As you know, the Transfiguration is the moment when Jesus’ clothes
became a dazzling white and when Moses and Elijah appeared with him. Moses
represents the Law, and Elijah represents the prophets, which is to say that
this moment on the mountaintop is when Jesus’ identity is made manifest as the
one to whom both Law and prophets point. In Years A and C, we read from Exodus—once
about Moses going up the mountain to get the Ten Commandments and once about
him coming down with a shining face. But only in Year B do we get to hear about
Elijah, and that’s why I’m excited to write about him today.
When compared with Moses, I don’t really understand Elijah.
Maybe that’s because I don’t know his story as deeply as I know the story of Moses.
He was jealous for Israel’s God and fought against the prophets of Baal, who
had corrupted God’s people and their worship. He worked miracles—even raising
the dead—and was not afraid to wield a sword to get his point across. He held
fast to his principles even when it seemed that he was the only God-fearing
person in all of Israel. Under duress, he journeyed back to Mt. Horeb, where
Moses had received the Ten Commandments. Hiding in a cave, he heard the
presence of the Lord not in an earthquake or wind or fire but in the “sound of
sheer silence.” Ultimately, as we read in this Sunday’s lesson, he was taken up
into heaven not through a normal death but by “the chariots of Israel and its
horsemen.”
All of that to say, Elijah is a really interesting prophet
who did some amazing things, but I still feel like I don’t really appreciate
him or his role in the Transfiguration story.

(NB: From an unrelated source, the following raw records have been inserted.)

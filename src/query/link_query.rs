//! Queries over the rows linked to a parent row.
//!
//! Given a parent entity, one of its back-references and the parent's primary
//! key, [`link_query`] selects the referencing rows. When the referencing
//! entity is an association table, the rows on the other side of the
//! association are selected instead, joined to the association table.

use log::debug;
use std::sync::Arc;

use super::errors::QueryError;
use super::value::Key;
use super::{DbQuery, EntityJoin};
use crate::catalog::{CatalogError, MetadataProvider};

/// Alias of the selected entity in a link query.
pub const LINKED_ALIAS: &str = "ASSO";
/// Alias of the association table when the link goes through one.
pub const ASSOCIATION_ALIAS: &str = "ASSO_NN";

/// Build the query of the rows reached from `parent_key` through `back_ref`.
///
/// A parent key without values (or with null values) leaves the query
/// unconstrained on the corresponding foreign-key fields.
pub fn link_query(
    provider: Arc<dyn MetadataProvider>,
    parent_entity: &str,
    back_ref: &str,
    parent_key: &Key,
) -> Result<DbQuery, QueryError> {
    let parent = provider.require_entity(parent_entity)?;
    let link = parent
        .back_ref(back_ref)
        .ok_or_else(|| QueryError::LinkNotFound {
            link: back_ref.to_string(),
            entity: parent_entity.to_string(),
            target_alias: None,
        })?
        .clone();
    let referencing = provider.require_entity(&link.entity)?;

    let foreign_key = parent
        .primary_key
        .fields
        .iter()
        .zip(&link.fields)
        .filter_map(|(pk_field, fk_field)| {
            parent_key
                .get(pk_field)
                .map(|v| (fk_field.clone(), v.clone()))
        })
        .fold(Key::new(), |key, (field, value)| key.with(field, value));

    let associated = referencing.associated_link(&link.name);
    let (mut query, cond_alias) = match (referencing.associative, associated) {
        (true, Some(associated)) => {
            let mut query =
                DbQuery::with_alias(provider.clone(), &associated.ref_entity, LINKED_ALIAS)?;
            query.join(
                EntityJoin::new(referencing.name.clone())
                    .alias(ASSOCIATION_ALIAS)
                    .via(associated.name.clone())
                    .from(LINKED_ALIAS)
                    .without_columns(),
            )?;
            (query, ASSOCIATION_ALIAS)
        }
        (true, None) => {
            return Err(CatalogError::entity_error_with_context(
                referencing.name.clone(),
                format!(
                    "Association `{}` has no link other than `{}`",
                    referencing.name, link.name
                ),
            )
            .into())
        }
        (false, _) => (
            DbQuery::with_alias(provider.clone(), &referencing.name, LINKED_ALIAS)?,
            LINKED_ALIAS,
        ),
    };

    let db_key = foreign_key
        .values()
        .iter()
        .filter(|(field, _)| referencing.field(field).is_some_and(|f| f.is_from_database()))
        .fold(Key::new(), |key, (field, value)| key.with(field.clone(), value.clone()));
    query.add_cond_key(Some(&db_key), cond_alias)?;

    debug!(
        "Link query {}.{} -> {} ({} key field(s))",
        parent_entity,
        back_ref,
        query.main_entity().unwrap_or_default(),
        db_key.values().len()
    );
    Ok(query)
}
use thiserror::Error;

use super::DialectKind;

#[derive(Debug, Clone, Error, PartialEq)]
pub enum DialectError {
    #[error("Unsupported database driver `{0}` (expected Oracle, MySQL, PostgreSQL, DB2 or SQL Server)")]
    UnsupportedDriver(String),

    #[error("Unknown dialect name `{0}` (expected oracle, mysql, postgresql, db2 or sqlserver)")]
    UnknownDialect(String),

    #[error("Process dialect already initialised as {current}, refusing to switch to {requested}")]
    AlreadyInitialised {
        current: DialectKind,
        requested: DialectKind,
    },

    #[error("Process dialect has not been initialised")]
    NotInitialised,
}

On Sunday, I want to hear Mark’s version of the
Transfiguration with a deeper sense of why Elijah was there—not just because he
represented the prophets but what it means that he was there. Yes, I get that
it’s because the legend is that Moses and Elijah were among the rare few who
were taken up into heaven when they died, but I want to understand why the
Elijah story ends with his chariot-driven trip into God’s presence. I want to
value the witness of Elijah as much as I already appreciate the story of Moses.